• [WHAT THIS TASK INVOLVES] Copies of all lines containing the string "iter" are needed from the data below.

*** DATA PROVIDED Section Begins ***

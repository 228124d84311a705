// SPDX-License-Identifier: GPL-3.0-only
mod auth;
mod cart;
mod config;
mod connectivity;
mod engine;
mod executor;
mod logging;
mod sync;
mod transport;
mod utils;

#[cfg(test)]
mod test_helpers;

use std::sync::Arc;
use tokio::signal;
use tokio::sync::broadcast::error::RecvError;
use tracing::{error, info, warn};

use auth::AuthHandle;
use cart::{Credential, DemoSeed};
use config::Config;
use engine::{CartEngine, CartNotice, EngineSettings};
use logging::setup_logging;
use transport::{ReqwestTransport, Transport};

#[tokio::main]
async fn main() -> anyhow::Result<()> {
    // Load configuration
    let config = Config::load()?;

    // Initialize logging
    setup_logging(&config.log_level, config.log_json)?;

    info!("Starting cartsyncd v{}", env!("CARGO_PKG_VERSION"));

    let transport: Arc<dyn Transport> = Arc::new(ReqwestTransport::new(&config.api_base_url)?);
    info!(api = %config.api_base_url, "Remote cart transport initialized");

    let initial = config
        .api_token
        .as_ref()
        .map(|token| Credential::new(config.api_user.clone(), token.clone()));
    if initial.is_none() {
        info!("No api_token configured, running as guest");
    }
    let auth = AuthHandle::new(initial);

    let engine = CartEngine::start(
        EngineSettings::from_config(&config),
        transport,
        &auth,
        Arc::new(DemoSeed),
    );

    let mut states = engine.subscribe();
    let state_task = tokio::spawn(async move {
        while states.changed().await.is_ok() {
            let state = states.borrow_and_update().clone();
            info!(
                cart_id = ?state.cart_id,
                lines = state.items.len(),
                offline = state.is_offline,
                loading = state.is_loading,
                "Cart state changed"
            );
        }
    });

    let mut notices = engine.notices();
    let notice_task = tokio::spawn(async move {
        loop {
            match notices.recv().await {
                Ok(CartNotice::ModeChanged { from, to }) => info!(%from, %to, "Connectivity mode changed"),
                Ok(CartNotice::RemoteRejected { operation, status, message }) => {
                    error!(%operation, status, message = %message, "Cart change rejected by remote")
                }
                Ok(notice) => warn!(?notice, "Cart notice"),
                Err(RecvError::Lagged(skipped)) => warn!(skipped, "Dropped cart notices"),
                Err(RecvError::Closed) => break,
            }
        }
    });

    info!(mode = %engine.mode(), "All services started. Waiting for shutdown signal...");

    // Wait for shutdown signal
    match signal::ctrl_c().await {
        Ok(()) => {
            info!("Received shutdown signal (Ctrl+C)");
        }
        Err(err) => {
            error!(error = %err, "Unable to listen for shutdown signal");
        }
    }

    info!("Initiating graceful shutdown...");

    let state = engine.state();
    info!(
        lines = state.items.len(),
        units = engine.item_count(),
        total = engine.total(),
        "Final cart"
    );

    drop(engine);
    state_task.abort();
    notice_task.abort();

    info!("Shutdown complete");
    Ok(())
}
// SPDX-License-Identifier: GPL-3.0-only
use std::sync::Arc;

use chrono::{DateTime, Utc};
use serde::{Deserialize, Serialize};

/// A single line in the cart, identified by `product_key`
#[derive(Debug, Clone, PartialEq, Serialize, Deserialize)]
#[serde(rename_all = "camelCase")]
pub struct CartItem {
    pub product_key: String,
    pub name: String,
    #[serde(default)]
    pub image_ref: String,
    pub unit_price: f64,
    pub quantity: u32,
    #[serde(default)]
    pub retailer: String,
}

impl CartItem {
    pub fn line_total(&self) -> f64 {
        self.unit_price * f64::from(self.quantity)
    }
}

/// Catalog entry a caller hands to `add_item`; quantity is supplied separately
#[derive(Debug, Clone, PartialEq, Serialize, Deserialize)]
#[serde(rename_all = "camelCase")]
pub struct Product {
    pub product_key: String,
    pub name: String,
    #[serde(default)]
    pub image_ref: String,
    pub unit_price: f64,
    #[serde(default)]
    pub retailer: String,
}

impl Product {
    pub fn into_item(self, quantity: u32) -> CartItem {
        CartItem {
            product_key: self.product_key,
            name: self.name,
            image_ref: self.image_ref,
            unit_price: self.unit_price,
            quantity,
            retailer: self.retailer,
        }
    }
}

/// Remote cart header as returned by `GET /api/carts`
#[derive(Debug, Clone, PartialEq, Eq, Serialize, Deserialize)]
pub struct RemoteCart {
    pub id: String,
}

/// Opaque token plus the identity it belongs to
#[derive(Clone, PartialEq, Eq, Serialize, Deserialize)]
pub struct Credential {
    pub user_id: String,
    pub token: String,
}

impl Credential {
    pub fn new(user_id: impl Into<String>, token: impl Into<String>) -> Self {
        Self {
            user_id: user_id.into(),
            token: token.into(),
        }
    }
}

// Keep tokens out of logs.
impl std::fmt::Debug for Credential {
    fn fmt(&self, f: &mut std::fmt::Formatter<'_>) -> std::fmt::Result {
        f.debug_struct("Credential")
            .field("user_id", &self.user_id)
            .field("token", &"<redacted>")
            .finish()
    }
}

/// One immutable version of the cart. Mutations produce a new snapshot.
#[derive(Debug, Clone, PartialEq, Default)]
pub struct CartSnapshot {
    pub cart_id: Option<String>,
    pub items: Arc<[CartItem]>,
}

impl CartSnapshot {
    pub fn new(cart_id: Option<String>, items: Vec<CartItem>) -> Self {
        Self {
            cart_id,
            items: items.into(),
        }
    }

    pub fn total(&self) -> f64 {
        self.items.iter().map(CartItem::line_total).sum()
    }

    pub fn item_count(&self) -> u32 {
        self.items.iter().map(|item| item.quantity).sum()
    }

    pub fn get(&self, product_key: &str) -> Option<&CartItem> {
        self.items.iter().find(|item| item.product_key == product_key)
    }
}

/// Read-only projection handed to UI subscribers
#[derive(Debug, Clone, PartialEq, Default)]
pub struct CartState {
    pub cart_id: Option<String>,
    pub items: Arc<[CartItem]>,
    pub is_loading: bool,
    pub is_offline: bool,
    /// Time of the last successful reconciliation with the remote cart
    pub last_synced_at: Option<DateTime<Utc>>,
}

*** DATA PROVIDED Section Ends ***

• [ANSWER SPACE]
        self.items.iter().map(CartItem::line_total).sum()
        self.items.iter().map(|item| item.quantity).sum()
        self.items.iter().find(|item| item.product_key == product_key)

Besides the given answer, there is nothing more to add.